Collective motion in a sheet of microswimmers
D\'ora B\'ardfalvy, Viktor \v{S}kult\'ety, Cesare Nardini, Alexander, Morozov, and Joakim Stenhammar

TL;DR
This study uses numerical simulations to explore how microswimmers behave collectively in a confined, quasi-2D environment, revealing that boundaries significantly alter their collective motion compared to unbounded systems.
Contribution
The paper introduces a minimal model for microswimmers in confined geometries, showing that boundary effects dominate the nature of collective motion, differing from unbounded suspension behaviors.
Findings
Pushers exhibit short-range collective order in confined geometry.
Pullers develop long-wavelength density instabilities leading to clustering.
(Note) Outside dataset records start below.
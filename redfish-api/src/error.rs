//! Error types for the redfish-api crate.

use thiserror::Error;

/// Errors from single-target Redfish operations.
///
/// Every variant carries the controller address so fleet-level aggregation
/// can name the failing server without extra bookkeeping.
#[derive(Debug, Error)]
pub enum ApiError {
    /// Session establishment failed: unreachable host, TLS failure or
    /// rejected credentials.
    #[error("failed to connect to {address}: {reason}")]
    Connection {
        /// The controller address
        address: String,
        /// Underlying transport detail
        reason: String,
    },

    /// Listing active subscriptions failed.
    #[error("failed to list subscriptions on {address}: {reason}")]
    Query {
        /// The controller address
        address: String,
        /// Underlying transport detail
        reason: String,
    },

    /// Creating or deleting a subscription failed.
    #[error("subscription operation failed on {address}: {reason}")]
    Subscription {
        /// The controller address
        address: String,
        /// Underlying transport or protocol detail
        reason: String,
    },

    /// The controller advertised a version string we cannot parse.
    #[error("controller at {address} advertised unparseable Redfish version {version:?}")]
    Version {
        /// The controller address
        address: String,
        /// The offending version string
        version: String,
    },
}

/// Result type for single-target Redfish operations.
pub type Result<T> = std::result::Result<T, ApiError>;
Hydrodynamic screening by walls is less influential than geometric restrictions.
Abstract
Self-propelled micron-size particles suspended in a fluid, like bacteria or synthetic microswimmers, are strongly non-equilibrium systems where particle motility breaks the microscopic detailed balance, often resulting in large-scale collective motion. Previous theoretical work has identified long-range hydrodynamic interactions as the main driver of collective motion in unbounded dilute suspension of rear-actuated ("pusher") microswimmers. In contrast, most experimental studies of collective motion in microswimmer suspensions have been carried out in quasi-2-dimensional geometries such as in thin films or near solid or fluid interfaces, where both the swimmers' motion and their long-range flow fields become altered due to the proximity of a boundary. Here, we study numerically a minimal model of microswimmers in such a restricted geometry, where the particles move in the midplane…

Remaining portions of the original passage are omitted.